▸ **Task objective**
Can you pull out each line of the data below that includes the word "enum"?

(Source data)
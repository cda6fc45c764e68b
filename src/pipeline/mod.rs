//! Pipeline layer for depthlink
//!
//! This module separates concerns between:
//! - Control/Coordination: state machines and lifecycle management
//! - Data Transport: bounded channels with drop-on-full back-pressure
//! - Processing: encode, transmit, receive and reconstruct stages
//!
//! # Architecture
//!
//! The pipeline is organized into stages that communicate via channels:
//! - Each stage runs in its own async task
//! - Stages implement the `PipelineStage` trait
//! - Coordinators chain stages together and manage lifecycle
//! - Rate and health monitors publish what the stages record

pub mod health;
pub mod rate;
pub mod receiver;
pub mod sender;
pub mod stage;
pub mod state;

pub use health::{HealthMonitor, PipelineHealth};
pub use rate::{RateMonitor, RateSnapshot, RateWindow};
pub use receiver::ReceiverCoordinator;
pub use sender::SenderCoordinator;
pub use stage::PipelineStage;
pub use state::PipelineState;

#[cfg(test)]
mod tests {
    use super::*;
    use crate::capture::frame::{Geometry, PixelFormat};
    use crate::capture::pixel_buffer::PixelBuffer;
    use crate::capture::sync::FramePairSynchronizer;
    use crate::capture::synthetic::{SyntheticCamera, SyntheticCameraConfig};
    use crate::config::Config;
    use crate::decoder::ReceiverState;
    use crate::utils::net::LoopbackTransport;
    use std::sync::Arc;
    use std::sync::atomic::{AtomicU64, Ordering};
    use std::time::Duration;

    #[tokio::test(flavor = "multi_thread", worker_threads = 2)]
    async fn test_end_to_end_loopback() {
        let config = Config {
            width: 32,
            height: 24,
            frame_rate: 100,
            queue_depth: 32,
            ..Config::default()
        };
        let (a, b) = LoopbackTransport::pair(32);
        let sync = Arc::new(FramePairSynchronizer::new());

        let mut receiver = ReceiverCoordinator::new(config.clone(), Arc::new(b));
        let delivered = Arc::new(AtomicU64::new(0));
        {
            let delivered = delivered.clone();
            receiver.reconstructor().register_listener(
                "test",
                Arc::new(move |_buffer: &Arc<PixelBuffer>| {
                    delivered.fetch_add(1, Ordering::Relaxed);
                }),
            );
        }
        receiver.launch().unwrap();

        let mut sender = SenderCoordinator::new(config.clone(), sync.clone(), Arc::new(a));
        sender.start().unwrap();

        let camera = SyntheticCamera::new(
            SyntheticCameraConfig {
                width: 32,
                height: 24,
                frame_rate: 100,
                drop_every: Some(4),
                max_frames: Some(20),
            },
            sync.clone(),
        );
        let ticks = camera.spawn().await.unwrap();
        assert_eq!(ticks, 20);
        assert_eq!(sync.ticks_discarded(), 5);

        tokio::time::timeout(Duration::from_secs(5), async {
            while delivered.load(Ordering::Relaxed) < sync.ticks_emitted() {
                tokio::time::sleep(Duration::from_millis(10)).await;
            }
        })
        .await
        .unwrap();

        let expected = Geometry::packed(32, 24, PixelFormat::DepthFloat16);
        assert_eq!(receiver.reconstructor().state(), ReceiverState::Ready(expected));
        assert_eq!(receiver.health().decode_failures(), 0);
        assert_eq!(receiver.health().decompress_failures(), 0);

        sender.stop().await.unwrap();
        receiver.stop().await.unwrap();
        assert_eq!(
            sender.health().frames_processed(),
            receiver.health().frames_processed()
        );
    }
}
//! Receiver side: message validation and pixel buffer reconstruction

pub mod reconstruct;

use thiserror::Error;

use crate::utils::compress::DecompressError;

pub use reconstruct::{BufferListener, FrameReconstructor, ReceiverState};

#[derive(Debug, Clone, PartialEq, Eq, Error)]
pub enum DecodeError {
    #[error("message too short for header ({actual} of 16 bytes)")]
    TruncatedHeader { actual: usize },

    #[error("payload is {actual} bytes, header describes {expected}")]
    LengthMismatch { expected: usize, actual: usize },

    #[error("negative {field} in header: {value}")]
    InvalidGeometry { field: &'static str, value: i32 },
}

/// Why an incoming message was dropped
#[derive(Debug, Error)]
pub enum ReceiveError {
    #[error(transparent)]
    Decompress(#[from] DecompressError),

    #[error(transparent)]
    Decode(#[from] DecodeError),
}
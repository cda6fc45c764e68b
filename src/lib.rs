pub mod capture;
pub mod config;
pub mod decoder;
pub mod display;
pub mod encoder;
pub mod pipeline;
pub mod utils;
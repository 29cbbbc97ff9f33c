use audio_utils::{audio, loader::load_audio_file};

fn main() -> Result<(), Box<dyn std::error::Error>> {
    env_logger::Builder::from_env(env_logger::Env::default().default_filter_or("info")).init();
    let args: Vec<String> = std::env::args().collect();
    let audio_path = if args.len() > 1 {
        args[1].clone()
    } else {
        "data/test.mp3".to_string()
    };

    log::info!("Loading audio file: {}", audio_path);

    let audio_config = load_audio_file(&audio_path)?;

    log::info!("  Sample Rate: {} Hz", audio_config.sample_rate);
    log::info!("  Channels:    {}", audio_config.channel);
    log::info!(
        "  Duration:    {:.2} seconds",
        audio_config.duration.as_secs_f64()
    );
    log::info!(
        "  RMS Level:   {:.2} dBFS",
        audio::linear_to_db(audio::rms(&audio_config.samples) as f64)
    );
    log::info!(
        "  Peak Level:  {:.2} dBFS",
        audio::linear_to_db(audio::peak(&audio_config.samples) as f64)
    );

    Ok(())
}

▸ **Task solution**
pub enum DecodeError {
pub enum ReceiveError {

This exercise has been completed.